When you’re installing smartphone software from unofficial channels, there’s always a lingering fear that something will go wrong and you’ll ruin your phone. Most of the time, things work out for the best, especially when you’re patient, read all the documentation, and understand what you’re doing, but there can be a very fine line between no problems and big problems. Even when we’re not looking at intentional malware, it doesn’t take much for an app to really screw things up. The latest cautionary tale comes from Windows Phone 7 land, where even trying to remove an app can break phone functionality.
DFRouter is a homebrew app that allows you to use USB tethering with your HTC WP7 device. In doing so, it changes the smartphone’s USB mode, so that it will support the tethering connection instead of looking for Zune when attached to a PC. All’s well and good until the app goes away before you have a chance to switch back to the Zune-supporting USB configuration.

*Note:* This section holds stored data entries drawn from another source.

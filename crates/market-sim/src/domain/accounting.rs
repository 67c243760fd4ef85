//! Regulation and profit accounting

use oligopoly_core::MarketConfig;
use serde::Serialize;

/// Clamp a proposed price into `[marginal_cost + min_margin, price_ceiling]`
///
/// The ceiling wins if a cost shock ever pushes the floor above it.
pub fn clip_price(config: &MarketConfig, proposed: f64, marginal_cost: f64) -> f64 {
    proposed
        .max(marginal_cost + config.min_margin)
        .min(config.price_ceiling)
}

/// Negative R&D is not allowed
pub fn floor_investment(proposed: f64) -> f64 {
    proposed.max(0.0)
}

/// Quadratic R&D cost of one period's investment
pub fn rd_cost(config: &MarketConfig, investment: f64) -> f64 {
    config.rd_cost_coefficient * investment * investment
}

/// Per-firm profit components for one period
#[derive(Debug, Clone, Copy, PartialEq, Serialize)]
pub struct ProfitBreakdown {
    pub revenue: f64,
    pub production_cost: f64,
    /// Quadratic in investment
    pub rd_cost: f64,
    pub capital_cost: f64,
    pub compliance_cost: f64,
    pub profit: f64,
}

impl ProfitBreakdown {
    pub fn total_cost(&self) -> f64 {
        self.production_cost + self.rd_cost + self.capital_cost + self.compliance_cost
    }
}

pub fn firm_profit(
    config: &MarketConfig,
    price: f64,
    quantity: f64,
    marginal_cost: f64,
    investment: f64,
) -> ProfitBreakdown {
    let revenue = price * quantity;
    let production_cost = marginal_cost * quantity;
    let rd_cost = rd_cost(config, investment);
    let capital_cost = config.fixed_capital_cost;
    let compliance_cost = config.compliance_fixed_cost + config.compliance_variable_rate * quantity;

    let profit = revenue - (production_cost + rd_cost + capital_cost + compliance_cost);

    ProfitBreakdown {
        revenue,
        production_cost,
        rd_cost,
        capital_cost,
        compliance_cost,
        profit,
    }
}

#[cfg(test)]
mod tests {
    use super::*;
    use approx::assert_relative_eq;

    #[test]
    fn test_clip_price_bounds() {
        let config = MarketConfig::default();
        assert_eq!(clip_price(&config, 10.0, 80.0), 81.0);
        assert_eq!(clip_price(&config, 500.0, 80.0), 250.0);
        assert_eq!(clip_price(&config, 150.0, 80.0), 150.0);
    }

    #[test]
    fn test_ceiling_wins_over_shocked_floor() {
        let config = MarketConfig::default();
        assert_eq!(clip_price(&config, 100.0, 300.0), 250.0);
    }

    #[test]
    fn test_floor_investment() {
        assert_eq!(floor_investment(-5.0), 0.0);
        assert_eq!(floor_investment(7.5), 7.5);
    }

    #[test]
    fn test_profit_components() {
        let config = MarketConfig::default();
        let p = firm_profit(&config, 200.0, 10.0, 80.0, 10.0);

        assert_relative_eq!(p.revenue, 2000.0);
        assert_relative_eq!(p.production_cost, 800.0);
        assert_relative_eq!(p.rd_cost, 5.0, max_relative = 1e-12);
        assert_relative_eq!(p.capital_cost, 30.0);
        assert_relative_eq!(p.compliance_cost, 26.0, max_relative = 1e-12);
        assert_relative_eq!(p.profit, 2000.0 - 861.0, max_relative = 1e-12);
        assert_relative_eq!(p.total_cost(), 861.0, max_relative = 1e-12);
    }

    #[test]
    fn test_rd_cost_is_convex() {
        let config = MarketConfig::default();
        let small = firm_profit(&config, 150.0, 0.0, 80.0, 10.0).rd_cost;
        let large = firm_profit(&config, 150.0, 0.0, 80.0, 20.0).rd_cost;
        assert_relative_eq!(large, 4.0 * small, max_relative = 1e-12);
    }
}
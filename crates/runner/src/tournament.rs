//! Tournament - many seeded episodes with the same line-up of policies
//!
//! Episodes are independent, so in parallel mode each one runs on its own
//! blocking worker with fresh policy instances. Rows are forwarded to the
//! caller's recorder in episode order either way, so serial and parallel
//! runs of a seeded tournament produce the same output.

use chrono::{DateTime, Utc};
use oligopoly_core::MarketConfig;
use oligopoly_ports::{Policy, StepRecord, TrajectoryRecorder};
use oligopoly_strategy::PolicySpec;
use serde::Serialize;
use uuid::Uuid;

use crate::config::TournamentConfig;
use crate::episode::{EpisodeResult, run_episode};
use crate::error::{Result, RunnerError};
use crate::recorder::MemoryRecorder;
use crate::summary::TournamentSummary;

#[derive(Debug, Clone, Serialize)]
pub struct TournamentReport {
    pub run_id: Uuid,
    pub started_at: DateTime<Utc>,
    pub finished_at: DateTime<Utc>,
    pub policies: Vec<String>,
    pub episodes: Vec<EpisodeResult>,
    pub summary: TournamentSummary,
}

impl TournamentReport {
    /// Total wall-clock duration in milliseconds
    pub fn duration_ms(&self) -> i64 {
        (self.finished_at - self.started_at).num_milliseconds()
    }
}

pub struct Tournament {
    config: TournamentConfig,
    policies: Vec<PolicySpec>,
}

impl Tournament {
    pub fn new(config: TournamentConfig) -> Result<Self> {
        config.market.validate()?;
        let policies = config.resolved_policies();
        if policies.len() != config.market.n_firms {
            return Err(RunnerError::PolicyCount {
                expected: config.market.n_firms,
                got: policies.len(),
            });
        }
        Ok(Self { config, policies })
    }

    pub fn config(&self) -> &TournamentConfig {
        &self.config
    }

    /// Run every episode on the calling thread
    pub fn run_serial(&self, recorder: &mut dyn TrajectoryRecorder) -> Result<TournamentReport> {
        let started_at = Utc::now();
        log::info!(
            "Starting tournament: {} episodes, {} firms (serial)",
            self.config.episodes,
            self.config.market.n_firms
        );

        let mut outcomes = Vec::with_capacity(self.config.episodes as usize);
        for episode in 0..self.config.episodes {
            outcomes.push(play(
                episode,
                self.config.episode_seed(episode),
                &self.config.market,
                &self.policies,
            )?);
        }

        self.finish(started_at, outcomes, recorder)
    }

    /// Run the tournament, in parallel unless configured otherwise
    pub async fn run(&self, recorder: &mut dyn TrajectoryRecorder) -> Result<TournamentReport> {
        if !self.config.parallel {
            return self.run_serial(recorder);
        }

        let started_at = Utc::now();
        log::info!(
            "Starting tournament: {} episodes, {} firms (parallel)",
            self.config.episodes,
            self.config.market.n_firms
        );

        let handles: Vec<_> = (0..self.config.episodes)
            .map(|episode| {
                let seed = self.config.episode_seed(episode);
                let market = self.config.market.clone();
                let specs = self.policies.clone();
                tokio::task::spawn_blocking(move || play(episode, seed, &market, &specs))
            })
            .collect();

        let mut outcomes = Vec::with_capacity(handles.len());
        for handle in handles {
            let outcome = handle
                .await
                .map_err(|e| RunnerError::Join(e.to_string()))??;
            outcomes.push(outcome);
        }

        self.finish(started_at, outcomes, recorder)
    }

    fn finish(
        &self,
        started_at: DateTime<Utc>,
        outcomes: Vec<(EpisodeResult, Vec<StepRecord>)>,
        recorder: &mut dyn TrajectoryRecorder,
    ) -> Result<TournamentReport> {
        let mut episodes = Vec::with_capacity(outcomes.len());
        let mut records = Vec::new();

        for (result, rows) in outcomes {
            for row in &rows {
                recorder.record(row)?;
            }
            records.extend(rows);
            episodes.push(result);
        }
        recorder.finish()?;

        let summary = TournamentSummary::from_records(&records);
        let policies = self
            .policies
            .iter()
            .map(|spec| spec.name().to_string())
            .collect();

        let report = TournamentReport {
            run_id: Uuid::new_v4(),
            started_at,
            finished_at: Utc::now(),
            policies,
            episodes,
            summary,
        };
        log::info!(
            "Tournament {} finished: {} episodes, {} rows in {}ms",
            report.run_id,
            report.episodes.len(),
            records.len(),
            report.duration_ms()
        );

        Ok(report)
    }
}

/// One episode with fresh policies, buffered in memory
fn play(
    episode: u32,
    seed: Option<u64>,
    market: &MarketConfig,
    specs: &[PolicySpec],
) -> Result<(EpisodeResult, Vec<StepRecord>)> {
    let mut policies: Vec<Box<dyn Policy>> =
        specs.iter().map(|spec| spec.build(market, seed)).collect();
    let mut recorder = MemoryRecorder::new();
    let result = run_episode(episode, seed, market, &mut policies, &mut recorder)?;
    Ok((result, recorder.into_records()))
}

#[cfg(test)]
mod tests {
    use super::*;

    fn config(episodes: u32, seed: Option<u64>) -> TournamentConfig {
        TournamentConfig {
            market: MarketConfig::with_firms(3, 15),
            episodes,
            seed,
            parallel: false,
            ..TournamentConfig::default()
        }
    }

    #[test]
    fn test_policy_count_checked() {
        let mut cfg = config(1, None);
        cfg.policies = vec![PolicySpec::default(); 2];
        assert!(matches!(
            Tournament::new(cfg),
            Err(RunnerError::PolicyCount { expected: 3, got: 2 })
        ));
    }

    #[test]
    fn test_serial_run_forwards_all_rows() {
        let tournament = Tournament::new(config(3, Some(5))).unwrap();
        let mut recorder = MemoryRecorder::new();
        let report = tournament.run_serial(&mut recorder).unwrap();

        assert_eq!(report.episodes.len(), 3);
        assert_eq!(recorder.len(), 3 * 15 * 3);
        assert_eq!(report.summary.episodes, 3);
        assert_eq!(report.policies, vec!["random"; 3]);
        assert!(report.finished_at >= report.started_at);

        let episodes: Vec<u32> = recorder.records().iter().map(|r| r.episode).collect();
        assert!(episodes.windows(2).all(|w| w[0] <= w[1]));
    }

    #[test]
    fn test_seeded_serial_runs_repeat() {
        let tournament = Tournament::new(config(2, Some(77))).unwrap();
        let a = tournament.run_serial(&mut MemoryRecorder::new()).unwrap();
        let b = tournament.run_serial(&mut MemoryRecorder::new()).unwrap();

        assert_eq!(a.episodes, b.episodes);
        assert_eq!(a.summary, b.summary);
        assert_ne!(a.run_id, b.run_id);
    }
}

Even though the author specifically warns against doing so, this can happen if you uninstall the app before making the change, or if your side-loaded apps get revoked by Microsoft.
For now, there’s no obvious way to get a WP7 phone in such a state back to the point where it can connect to Zune. Users in the XDA-Developers forum and a Microsoft MVP on the company’s site agree that the only thing to do at that point is to return the phone for a replacement.
First we had the ChevronWP7.Updater requiring a special fix to get phones it was used on back to where they could get normal updates, and now this mess? Is Windows Phone 7 earning a reputation as a platform that’s dangerous to experiment on?